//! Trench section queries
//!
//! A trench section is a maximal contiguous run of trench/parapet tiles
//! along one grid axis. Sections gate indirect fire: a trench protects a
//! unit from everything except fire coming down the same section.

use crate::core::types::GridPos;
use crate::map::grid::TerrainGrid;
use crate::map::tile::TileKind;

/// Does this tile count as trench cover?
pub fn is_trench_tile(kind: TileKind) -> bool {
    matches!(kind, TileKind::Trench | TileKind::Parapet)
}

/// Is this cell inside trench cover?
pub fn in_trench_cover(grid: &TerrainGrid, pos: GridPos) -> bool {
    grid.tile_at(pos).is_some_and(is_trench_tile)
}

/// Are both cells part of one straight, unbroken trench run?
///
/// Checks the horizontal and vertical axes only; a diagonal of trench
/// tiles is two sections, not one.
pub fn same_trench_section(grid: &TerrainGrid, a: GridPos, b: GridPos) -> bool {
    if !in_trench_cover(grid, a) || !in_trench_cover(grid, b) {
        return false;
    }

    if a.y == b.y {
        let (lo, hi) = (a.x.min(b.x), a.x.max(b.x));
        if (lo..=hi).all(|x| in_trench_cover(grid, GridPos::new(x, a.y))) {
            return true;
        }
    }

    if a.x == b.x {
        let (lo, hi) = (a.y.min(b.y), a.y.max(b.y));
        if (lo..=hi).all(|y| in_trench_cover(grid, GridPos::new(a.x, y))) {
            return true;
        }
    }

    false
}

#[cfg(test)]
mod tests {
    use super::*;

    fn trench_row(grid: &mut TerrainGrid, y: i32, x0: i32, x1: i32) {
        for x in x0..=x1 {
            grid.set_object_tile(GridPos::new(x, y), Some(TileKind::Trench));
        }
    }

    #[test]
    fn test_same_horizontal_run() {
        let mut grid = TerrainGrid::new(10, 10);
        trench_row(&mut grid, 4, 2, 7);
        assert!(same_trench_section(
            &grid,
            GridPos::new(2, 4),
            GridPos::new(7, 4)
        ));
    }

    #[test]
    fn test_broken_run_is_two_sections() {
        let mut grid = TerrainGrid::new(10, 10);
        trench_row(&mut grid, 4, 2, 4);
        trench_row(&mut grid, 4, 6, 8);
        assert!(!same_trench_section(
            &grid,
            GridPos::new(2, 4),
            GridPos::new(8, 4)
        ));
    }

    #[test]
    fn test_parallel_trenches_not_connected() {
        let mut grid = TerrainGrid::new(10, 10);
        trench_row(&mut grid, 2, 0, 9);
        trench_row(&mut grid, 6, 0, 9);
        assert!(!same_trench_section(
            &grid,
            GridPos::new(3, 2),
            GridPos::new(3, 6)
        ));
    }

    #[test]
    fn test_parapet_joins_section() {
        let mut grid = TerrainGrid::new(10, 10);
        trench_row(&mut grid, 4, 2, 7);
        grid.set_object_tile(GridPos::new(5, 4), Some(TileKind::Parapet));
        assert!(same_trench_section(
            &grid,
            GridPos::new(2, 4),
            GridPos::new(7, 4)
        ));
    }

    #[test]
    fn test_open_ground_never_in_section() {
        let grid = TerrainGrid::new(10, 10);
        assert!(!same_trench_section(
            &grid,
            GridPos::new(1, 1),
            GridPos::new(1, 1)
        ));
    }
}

※

Action item ->
Each entry above should be restated exactly as supplied.

Response to this task ->
//! Trench section queries
//!
//! A trench section is a maximal contiguous run of trench/parapet tiles
//! along one grid axis. Sections gate indirect fire: a trench protects a
//! unit from everything except fire coming down the same section.

use crate::core::types::GridPos;
use crate::map::grid::TerrainGrid;
use crate::map::tile::TileKind;

/// Does this tile count as trench cover?
pub fn is_trench_tile(kind: TileKind) -> bool {
    matches!(kind, TileKind::Trench | TileKind::Parapet)
}

/// Is this cell inside trench cover?
pub fn in_trench_cover(grid: &TerrainGrid, pos: GridPos) -> bool {
    grid.tile_at(pos).is_some_and(is_trench_tile)
}

/// Are both cells part of one straight, unbroken trench run?
///
/// Checks the horizontal and vertical axes only; a diagonal of trench
/// tiles is two sections, not one.
pub fn same_trench_section(grid: &TerrainGrid, a: GridPos, b: GridPos) -> bool {
    if !in_trench_cover(grid, a) || !in_trench_cover(grid, b) {
        return false;
    }

    if a.y == b.y {
        let (lo, hi) = (a.x.min(b.x), a.x.max(b.x));
        if (lo..=hi).all(|x| in_trench_cover(grid, GridPos::new(x, a.y))) {
            return true;
        }
    }

    if a.x == b.x {
        let (lo, hi) = (a.y.min(b.y), a.y.max(b.y));
        if (lo..=hi).all(|y| in_trench_cover(grid, GridPos::new(a.x, y))) {
            return true;
        }
    }

    false
}

#[cfg(test)]
mod tests {
    use super::*;

    fn trench_row(grid: &mut TerrainGrid, y: i32, x0: i32, x1: i32) {
        for x in x0..=x1 {
            grid.set_object_tile(GridPos::new(x, y), Some(TileKind::Trench));
        }
    }

    #[test]
    fn test_same_horizontal_run() {
        let mut grid = TerrainGrid::new(10, 10);
        trench_row(&mut grid, 4, 2, 7);
        assert!(same_trench_section(
            &grid,
            GridPos::new(2, 4),
            GridPos::new(7, 4)
        ));
    }

    #[test]
    fn test_broken_run_is_two_sections() {
        let mut grid = TerrainGrid::new(10, 10);
        trench_row(&mut grid, 4, 2, 4);
        trench_row(&mut grid, 4, 6, 8);
        assert!(!same_trench_section(
            &grid,
            GridPos::new(2, 4),
            GridPos::new(8, 4)
        ));
    }

    #[test]
    fn test_parallel_trenches_not_connected() {
        let mut grid = TerrainGrid::new(10, 10);
        trench_row(&mut grid, 2, 0, 9);
        trench_row(&mut grid, 6, 0, 9);
        assert!(!same_trench_section(
            &grid,
            GridPos::new(3, 2),
            GridPos::new(3, 6)
        ));
    }

    #[test]
    fn test_parapet_joins_section() {
        let mut grid = TerrainGrid::new(10, 10);
        trench_row(&mut grid, 4, 2, 7);
        grid.set_object_tile(GridPos::new(5, 4), Some(TileKind::Parapet));
        assert!(same_trench_section(
            &grid,
            GridPos::new(2, 4),
            GridPos::new(7, 4)
        ));
    }

    #[test]
    fn test_open_ground_never_in_section() {
        let grid = TerrainGrid::new(10, 10);
        assert!(!same_trench_section(
            &grid,
            GridPos::new(1, 1),
            GridPos::new(1, 1)
        ));
    }
}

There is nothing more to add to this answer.